Todavía recuerdas el primer trazo que hiciste en el papel. Tenías aproximadamente tres años y te habías escabullido en el despacho de tu padre, en donde a pesar de tu pequeña edad sabías que ahí jamás faltaba lápiz y papel. Tu papá era un hombre de negocios y un hombre de negocios siempre está preparado, ¿verdad?
A escondidas de tu madre, te adentraste en aquella zona que tenías prohibida y saltaste directo a la silla frente al escritorio. Eras tan chiquito que tus piernas quedaban colgando del asiento, pero eso no te importaba. Tus ojos marrones estaban fijos en el lapicero que lucía bolígrafos de todos colores, lápices negros y alguna que otra regla. Miraste de reojo hacia la puerta, esperando quizás que tu madre se hubiese dado cuenta de tu plan y estuviese esperándote ahí con los brazos cruzados junto a su mirada de reproche por desobedecer las órdenes de la casa. No sucedió.
Volviste a mirar adelante. Abriste uno de los cajones y sacaste una hoja de papel totalmente blanca. Muda. La colocaste sobre la mesa y no tardaste en tomar un lápiz con cierto apuro.
Estabas emocionado.
No sabías bien qué dibujar, solo que deseabas hacerlo. Empezaste a delinear unas figuras extrañas, aunque pronto les diste forma. Un vestido. Piernas. Un traje. Cabelleras. Manos entrelazadas.
Sip, tus padres en papel se veían bien.
Estabas satisfecho. Sonreíste y con extremo cuidado sostuviste los costados de la hoja que alzaste para ver mejor tu obra. Los ojos te brillaron, pese a que no podías verlos.
Pero tu corazón lo sentía.
Reíste despacio antes de saltar de la silla y correr hacia tu madre. El problema era que te viera dentro del área laboral de tu padre, no el haber dibujado en sí, por lo que no podías contener tu felicidad.
Querías mostrarle a tu mamá lo que habías hecho, quizás le gustaba tanto como a ti y lo ponía en algún lugar de su habitación.
Pero no pudiste llegar a ella, porque chocaste contra algo. Retrocediste adolorido y levantaste la mirada. Tu padre te miraba con su ceño fruncido. Supiste que te había descubierto.

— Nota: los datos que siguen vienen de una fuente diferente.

/// Mastering settings snapshot
///
/// A flat, copyable configuration read once per render request (offline)
/// or once per block boundary (preview). Every numeric field has a
/// documented range; `clamped()` is applied before any value is used so a
/// malformed snapshot degrades to the nearest legal one instead of raising.
use serde::{Deserialize, Serialize};

use super::audio::BitDepth;

/// Streaming loudness target in LUFS (common across streaming platforms)
pub const STREAMING_TARGET_LUFS: f64 = -14.0;

/// EBU R128 broadcast loudness target in LUFS
pub const BROADCAST_TARGET_LUFS: f64 = -23.0;

/// One mastering configuration snapshot
///
/// Immutable for the duration of one offline render; preview swaps in
/// whole snapshots at block boundaries, never individual fields.
#[derive(Debug, Clone, Copy, PartialEq, Serialize, Deserialize)]
pub struct MasteringSettings {
    /// Input gain in dB (-12 to +12)
    pub input_gain_db: f32,

    /// Normalize integrated loudness to `target_lufs`
    pub normalize_loudness: bool,

    /// Loudness target in LUFS when normalization is enabled
    pub target_lufs: f64,

    /// Enable the true-peak limiter
    pub true_peak_limit: bool,

    /// Limiter ceiling in dB (-6 to 0)
    pub ceiling_db: f32,

    /// High-pass cleanup of sub-bass rumble (30 Hz corner when enabled)
    pub clean_low_end: bool,

    /// Gentle bus compression for cohesion
    pub glue_compression: bool,

    /// Cut boxy low-mids around 250 Hz
    pub cut_mud: bool,

    /// High-shelf sheen above 12 kHz
    pub add_air: bool,

    /// Tame harsh presence around 5 kHz
    pub tame_harsh: bool,

    /// EQ low band gain in dB, 80 Hz shelf (-12 to +12)
    pub eq_low_db: f32,
    /// EQ low-mid band gain in dB, 250 Hz peaking (-12 to +12)
    pub eq_low_mid_db: f32,
    /// EQ mid band gain in dB, 1 kHz peaking (-12 to +12)
    pub eq_mid_db: f32,
    /// EQ high-mid band gain in dB, 4 kHz peaking (-12 to +12)
    pub eq_high_mid_db: f32,
    /// EQ high band gain in dB, 12 kHz shelf (-12 to +12)
    pub eq_high_db: f32,

    /// Stereo width in percent (0 = mono, 100 = unity, 200 = double side)
    pub stereo_width_percent: f32,

    /// Output sample rate in Hz for export
    pub output_sample_rate_hz: u32,

    /// Output bit depth for export
    pub output_bit_depth: BitDepth,
}

impl Default for MasteringSettings {
    fn default() -> Self {
        Self {
            input_gain_db: 0.0,
            normalize_loudness: true,
            target_lufs: STREAMING_TARGET_LUFS,
            true_peak_limit: true,
            ceiling_db: -1.0,
            clean_low_end: true,
            glue_compression: false,
            cut_mud: false,
            add_air: false,
            tame_harsh: false,
            eq_low_db: 0.0,
            eq_low_mid_db: 0.0,
            eq_mid_db: 0.0,
            eq_high_mid_db: 0.0,
            eq_high_db: 0.0,
            stereo_width_percent: 100.0,
            output_sample_rate_hz: 44_100,
            output_bit_depth: BitDepth::Sixteen,
        }
    }
}

impl MasteringSettings {
    /// Return a copy with every numeric field clamped to its legal range
    #[must_use]
    pub fn clamped(&self) -> Self {
        let mut s = *self;
        s.input_gain_db = s.input_gain_db.clamp(-12.0, 12.0);
        s.target_lufs = s.target_lufs.clamp(-36.0, -6.0);
        s.ceiling_db = s.ceiling_db.clamp(-6.0, 0.0);
        s.eq_low_db = s.eq_low_db.clamp(-12.0, 12.0);
        s.eq_low_mid_db = s.eq_low_mid_db.clamp(-12.0, 12.0);
        s.eq_mid_db = s.eq_mid_db.clamp(-12.0, 12.0);
        s.eq_high_mid_db = s.eq_high_mid_db.clamp(-12.0, 12.0);
        s.eq_high_db = s.eq_high_db.clamp(-12.0, 12.0);
        s.stereo_width_percent = s.stereo_width_percent.clamp(0.0, 200.0);
        if s.output_sample_rate_hz == 0 {
            s.output_sample_rate_hz = 44_100;
        }
        s
    }

    /// The bypass snapshot: every stage at its neutral/identity parameters,
    /// input gain and stereo width at unity, normalization off
    #[must_use]
    pub fn neutral() -> Self {
        Self {
            input_gain_db: 0.0,
            normalize_loudness: false,
            target_lufs: STREAMING_TARGET_LUFS,
            true_peak_limit: false,
            ceiling_db: -1.0,
            clean_low_end: false,
            glue_compression: false,
            cut_mud: false,
            add_air: false,
            tame_harsh: false,
            eq_low_db: 0.0,
            eq_low_mid_db: 0.0,
            eq_mid_db: 0.0,
            eq_high_mid_db: 0.0,
            eq_high_db: 0.0,
            stereo_width_percent: 100.0,
            output_sample_rate_hz: 44_100,
            output_bit_depth: BitDepth::Sixteen,
        }
    }

    /// The five EQ band gains in ascending frequency order
    pub fn eq_gains_db(&self) -> [f32; 5] {
        [
            self.eq_low_db,
            self.eq_low_mid_db,
            self.eq_mid_db,
            self.eq_high_mid_db,
            self.eq_high_db,
        ]
    }

    /// Set all five EQ band gains at once
    pub fn set_eq_gains_db(&mut self, gains: [f32; 5]) {
        self.eq_low_db = gains[0];
        self.eq_low_mid_db = gains[1];
        self.eq_mid_db = gains[2];
        self.eq_high_mid_db = gains[3];
        self.eq_high_db = gains[4];
    }

    /// Stereo width as a linear factor (0.0 to 2.0)
    pub fn stereo_width(&self) -> f32 {
        self.stereo_width_percent / 100.0
    }
}

/// Named EQ curves applied atomically to all five bands
///
/// Selecting a preset overwrites every band value; moving any single band
/// afterwards makes `matching()` return `None`, which is all the UI needs
/// to drop its preset indicator.
#[derive(Debug, Clone, Copy, PartialEq, Eq, Serialize, Deserialize)]
#[serde(rename_all = "lowercase")]
pub enum EqPreset {
    /// All bands flat
    Flat,
    /// Lifted highs and high-mids
    Bright,
    /// Low-end weight, softened top
    Warm,
    /// Scooped low-mids with presence
    Punchy,
}

impl EqPreset {
    /// All selectable presets
    pub const ALL: [Self; 4] = [Self::Flat, Self::Bright, Self::Warm, Self::Punchy];

    /// Band gains for this preset (low, low-mid, mid, high-mid, high) in dB
    pub fn gains_db(&self) -> [f32; 5] {
        match self {
            Self::Flat => [0.0, 0.0, 0.0, 0.0, 0.0],
            Self::Bright => [-1.0, 0.0, 0.0, 1.5, 3.0],
            Self::Warm => [2.0, 1.0, 0.0, -1.0, -1.5],
            Self::Punchy => [1.5, -2.0, 0.0, 2.0, 1.0],
        }
    }

    /// Apply this preset's band gains to a settings snapshot
    pub fn apply_to(&self, settings: &mut MasteringSettings) {
        settings.set_eq_gains_db(self.gains_db());
    }

    /// Find the preset whose band values exactly match the snapshot, if any
    #[must_use]
    pub fn matching(settings: &MasteringSettings) -> Option<Self> {
        let gains = settings.eq_gains_db();
        Self::ALL.into_iter().find(|p| p.gains_db() == gains)
    }

    /// Preset name for display
    pub fn as_str(&self) -> &'static str {
        match self {
            Self::Flat => "flat",
            Self::Bright => "bright",
            Self::Warm => "warm",
            Self::Punchy => "punchy",
        }
    }
}

impl std::fmt::Display for EqPreset {
    fn fmt(&self, f: &mut std::fmt::Formatter<'_>) -> std::fmt::Result {
        write!(f, "{}", self.as_str())
    }
}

Habías abierto la boca para explicar, pero las palabras que habías pensado en decir se borraron de tu mente cuando te quitó la hoja de las manos. Sentiste algo extraño en el pecho. Algo feo. No querías que tu papá mirara de esa forma tu dibujo, ¿acaso no le gustaba?
Confirmaste que no cuando lo rompió frente a ti. Te quedaste en un estado de shock. Sentiste la piel fría repentinamente y un vacío en la cabeza que se llenó con el sonido de los pasos de tu padre alejándose.
—Gasta tu tiempo en algo útil, Todd. Y no vuelvas a entrar a mi despacho.
Esas palabras se te grabaron como fuego. Y te persiguieron por meses que se transformaron en años hasta que pasó tu sexto cumpleaños.
Habías conocido a una chica muy bonita que estaba en tu misma clase. Ella era especial. Iba en contra de todos y no podía quedarse callada si algo le molestaba. Se hacía valer. Nunca le importó que la molestaran por el hecho de usar gafas ni por sus gustos raros. Ella había crecido en una familia con dos papás y parecía adorar eso. Ella fue quien te hizo recuperar la confianza cuando te descubrió dibujando en el recreo, escondido debajo de las escaleras.
—¡Oh! ¿Estás dibujando? ¿Puedo ver?—Casi le gruñes cuando acercó su mano a tu cuaderno, queriendo evitar otro destrozo, sin embargo no le importó y te lo quitó. Tuviste el instinto de abalanzarte sobre ella para recuperar lo que te pertenecía, pero te frenaste al oírla—¡Qué bonito! Es un león, ¿no? ¡Dibujas muy bien, Todd!
Tardaste unos segundos en procesar la información, incluso dudaste haber oído bien, pero Choroko pronto se sentó a tu lado y te sonrió.
—¡Necesito que me aconsejes! También dibujo, ¿sabes? ¡Quiero ser mangaka!—La confesión te tomó desprevenido y a ella tu sorpresa, porque se ruborizó tenuemente—Oh...¿tan raro es?
Te sentiste mal al verla dudar y negaste con la cabeza con desesperación. No recuerdas que le dijiste pero hasta el día de hoy estás seguro de que la animaste como nunca. No querías que ella pasara por lo mismo que tú. Y que la única persona que tenías te apoyara valía un mundo para ti. Serían un buen equipo.
A partir de ese día todo fue distinto. Ya no tenías tantas dudas, ese sentimiento sombrío se había marchado y ahora solo veías luz. La sonrisa de Choroko a diario te acompañaba y lograba animarte. Ella te hacía sentir importante. Aprendía de ti y entonces creías que eras especial. Te admiraba y necesitaba. Tus dibujos valían. Eran algo para alguien. Y eso era suficiente.
Ya teniendo diez años, encontraron un concurso al que no dudaron en inscribirse. Choroko participó con un cómic de ese género llamado yaoi que solía incomodarte y tú con uno de dulce romance. A esa edad estabas descubriendo cosas nuevas, entre ellas el amor y decidiste plasmarlo en el papel, tu mejor confidente.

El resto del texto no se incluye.